Apr 21 2021, 10:42 am

The findings of a study conducted at Vancouver International Airport (YVR) over a four-month period suggest rapid antigen testing is an effective way of screening travellers for COVID-19.

YVR and WestJet launched the pilot project in the domestic terminal in November, offering rapid antigen tests to WestJet domestic passengers who are residents of BC, and who had not tested positive for the coronavirus in the last 90 days.

On a volunteer basis, nearly 600 departing passengers underwent the rapid antigen testing for COVID-19, with all tests coming back negative. University of British Columbia (UBC) and Providence Health Care researchers conducting the test believe transmissible infection in airline passengers departing from YVR is “likely to be extremely low” — under 1%.

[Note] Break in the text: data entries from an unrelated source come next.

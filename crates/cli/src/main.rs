mod schema;

use anyhow::{Context, Result};
use clap::{Parser, Subcommand};
use declopt::{Matches, OptionValue, ParseOutcome, shell_quote};
use serde_json::{Map, Value, json};
use std::path::PathBuf;
use std::process::ExitCode;
use tracing_subscriber::{EnvFilter, fmt};

use crate::schema::load_schema;

#[derive(Parser)]
#[command(name = "declopt")]
#[command(version, about = "Parse command lines against a declarative option schema", long_about = None)]
struct Cli {
    #[command(subcommand)]
    command: Commands,
}

#[derive(Subcommand)]
enum Commands {
    /// Parse arguments with the options declared in a schema file
    Parse(ParseArgs),

    /// Print the usage generated from a schema file
    Usage(UsageArgs),

    /// Check a value against a built-in type
    CheckType(CheckTypeArgs),
}

#[derive(Parser)]
struct ParseArgs {
    /// Path to the JSON option schema
    #[arg(short, long, value_name = "FILE")]
    schema: PathBuf,

    /// Print the result as JSON instead of a report
    #[arg(long)]
    json: bool,

    /// Arguments to parse (put them after `--`)
    #[arg(value_name = "ARGS", trailing_var_arg = true, allow_hyphen_values = true)]
    args: Vec<String>,
}

#[derive(Parser)]
struct UsageArgs {
    /// Path to the JSON option schema
    #[arg(short, long, value_name = "FILE")]
    schema: PathBuf,

    /// Only the one-line synopsis
    #[arg(long, conflicts_with = "long")]
    short: bool,

    /// Only the option table
    #[arg(long)]
    long: bool,
}

#[derive(Parser)]
struct CheckTypeArgs {
    /// Type name, e.g. uint, ipv4, portnumber
    #[arg(value_name = "TYPE")]
    type_name: String,

    /// Value to check
    #[arg(value_name = "VALUE", allow_hyphen_values = true)]
    value: String,
}

fn main() -> Result<ExitCode> {
    init_tracing();
    let cli = Cli::parse();

    match cli.command {
        Commands::Parse(args) => parse_command(args),
        Commands::Usage(args) => usage_command(args),
        Commands::CheckType(args) => check_type_command(args),
    }
}

fn parse_command(args: ParseArgs) -> Result<ExitCode> {
    tracing::debug!("executing parse command");
    let schema = load_schema(&args.schema)?;
    let mut parser = schema.build()?;

    match parser.parse(&args.args) {
        Ok(ParseOutcome::Help(text)) => {
            print!("{text}");
            Ok(ExitCode::SUCCESS)
        }
        Ok(ParseOutcome::Matches(m)) => {
            if args.json {
                let out = serde_json::to_string_pretty(&matches_to_json(&m))
                    .context("failed to serialize parse result")?;
                println!("{out}");
            } else {
                print!("{}", parser.report());
                let quoted: Vec<String> = m.positionals().iter().map(|p| shell_quote(p)).collect();
                println!("parameters: {}", quoted.join(" "));
            }
            Ok(ExitCode::SUCCESS)
        }
        // The parser already printed the error and usage.
        Err(err) if err.is_usage_error() => Ok(ExitCode::FAILURE),
        Err(err) => Err(err).context("option schema is inconsistent"),
    }
}

fn usage_command(args: UsageArgs) -> Result<ExitCode> {
    let parser = load_schema(&args.schema)?.build()?;
    let text = if args.short {
        parser.usage_short()
    } else if args.long {
        parser.usage_long()
    } else {
        parser.usage()
    };
    print!("{text}");
    Ok(ExitCode::SUCCESS)
}

fn check_type_command(args: CheckTypeArgs) -> Result<ExitCode> {
    let parser = declopt::Parser::new();
    let valid = parser
        .check_type(&args.type_name, &args.value)
        .with_context(|| format!("cannot check type '{}'", args.type_name))?;

    if valid {
        println!("valid {}: {}", args.type_name, shell_quote(&args.value));
        Ok(ExitCode::SUCCESS)
    } else {
        eprintln!("invalid {}: {}", args.type_name, shell_quote(&args.value));
        Ok(ExitCode::FAILURE)
    }
}

fn matches_to_json(m: &Matches) -> Value {
    let options: Map<String, Value> = m
        .options()
        .map(|(name, value)| {
            let value = match value {
                OptionValue::Count(n) => json!(n),
                OptionValue::Scalar(s) => json!(s),
                OptionValue::Cumulative { count, values } => {
                    json!({ "count": count, "values": values })
                }
            };
            (name.to_string(), value)
        })
        .collect();

    json!({
        "options": options,
        "positionals": m.positionals(),
    })
}

fn init_tracing() {
    let filter = EnvFilter::try_from_default_env().unwrap_or_else(|_| EnvFilter::new("info"));
    fmt()
        .with_env_filter(filter)
        .with_writer(std::io::stderr)
        .with_target(false)
        .compact()
        .init();
}
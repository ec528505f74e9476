use thiserror::Error;

/// Mistakes in how the parser was set up.
///
/// These are programmer bugs rather than bad user input, so they never
/// trigger the usage handler.
#[derive(Debug, Clone, PartialEq, Eq, Error)]
pub enum ConfigError {
    #[error("invalid option name '{0}': only letters, digits, '-' and '_' are allowed")]
    InvalidName(String),

    #[error("option '{0}' is already defined")]
    DuplicateOption(String),

    #[error("invalid option spec '{0}'")]
    InvalidSpec(String),

    #[error("unknown property '{0}'")]
    UnknownProperty(String),

    #[error("invalid payload for property '{property}': '{payload}'")]
    InvalidPayload { property: String, payload: String },

    #[error("unknown option '{0}'")]
    UnknownOption(String),

    #[error("short option '-{short}' is already used by '{existing}' (requested by '{requested}')")]
    ShortCollision {
        short: char,
        existing: String,
        requested: String,
    },

    #[error("invalid short option '{0}'")]
    InvalidShort(String),

    #[error("no option is bound to short option '-{0}'")]
    UnknownShort(char),

    #[error("no validator for type '{0}'")]
    MissingValidator(String),

    #[error("alias cycle detected through option '{0}'")]
    AliasCycle(String),

    #[error("option '{0}' requires a value but was set without one")]
    MissingValue(String),
}

/// Rejections coming from the argv tokenizer.
#[derive(Debug, Clone, PartialEq, Eq, Error)]
pub enum SyntaxError {
    #[error("unrecognized option '{0}'")]
    UnrecognizedOption(String),

    #[error("option '{0}' requires an argument")]
    MissingArgument(String),

    #[error("option '{0}' doesn't allow an argument")]
    UnexpectedArgument(String),

    #[error("option '{option}' is ambiguous; possibilities: {}", join_candidates(.candidates))]
    Ambiguous {
        option: String,
        candidates: Vec<String>,
    },
}

#[derive(Debug, Clone, PartialEq, Eq, Error)]
pub enum ParseError {
    #[error("at least one argument is required")]
    NoArguments,

    #[error(transparent)]
    Syntax(#[from] SyntaxError),

    #[error("option '--{option}' cannot be used with '--{conflicting}'")]
    Excluded { option: String, conflicting: String },

    #[error("invalid value '{value}' for option '--{option}': {reason}")]
    InvalidValue {
        option: String,
        value: String,
        reason: String,
    },

    #[error("{}", arity_message(.count, .min, .max))]
    Arity { count: usize, min: usize, max: usize },

    #[error("missing mandatory {}", format_missing(.0))]
    MissingMandatory(Vec<String>),

    #[error("option '--{option}': {message}")]
    Hook { option: String, message: String },

    #[error(transparent)]
    Config(#[from] ConfigError),
}

impl ParseError {
    /// Whether this error is the user's fault (and should show usage).
    pub fn is_usage_error(&self) -> bool {
        !matches!(self, Self::Config(_))
    }
}

fn arity_message(count: &usize, min: &usize, max: &usize) -> String {
    if count < min {
        format!("too few parameters: expected at least {min}, got {count}")
    } else {
        format!("too many parameters: expected at most {max}, got {count}")
    }
}

fn format_missing(names: &[String]) -> String {
    let list = names
        .iter()
        .map(|n| format!("--{n}"))
        .collect::<Vec<_>>()
        .join(", ");
    if names.len() == 1 {
        format!("option: {list}")
    } else {
        format!("options: {list}")
    }
}

fn join_candidates(candidates: &[String]) -> String {
    candidates.join(" ")
}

“Rapid antigen testing is a critically important tool – and perhaps an underutilized tool – in our ability to prevent and control COVID-19,” said Dr. Marc Romney, a clinical associate professor at the UBC Faculty of Medicine, and the medical leader for medical microbiology and virology at Providence Health Care’s St. Paul’s Hospital, in a statement.

“The findings from our study provide further evidence that this technology can be successfully deployed in an airport setting, and that rapid antigen testing performs surprisingly well – even in a low- prevalence population, such as air travellers.”

The participant feedback was “resoundingly positive,” described as “efficient” and “more comfortable than expected,” with each test taking between 15 and 20 minutes. It also boosted their confidence with flying.

“We’re pleased to see the results of our joint study with WestJet, UBC and Providence Health Care and are grateful to passengers for their participation. It demonstrates the commitment and interest from our community in rapid testing solutions,” said Tamara Vrooman, the president and CEO of Vancouver Airport Authority.

“Data gathered will be used for future testing strategies for the aviation industry, adding another layer of science-based health protocols to help reopen travel in a safe and efficient manner and to restore confidence amongst travellers. We’re also hopeful that our study results will go beyond aviation and prove useful across other industries as we move through the pandemic.”

According to recent Health Canada data, YVR is Canada’s biggest source of domestic flights with COVID-19 cases.

Over the 14-day period between March 29 and April 12, a total of 26 flights were flagged for COVID-19 exposure by the BC Centre for Disease Control.

Starting on February 21, the federal government enacted new mandatory testing requirements at airports for all arriving international travellers, as well as supervised quarantines at designated hotels for travellers awaiting their test results.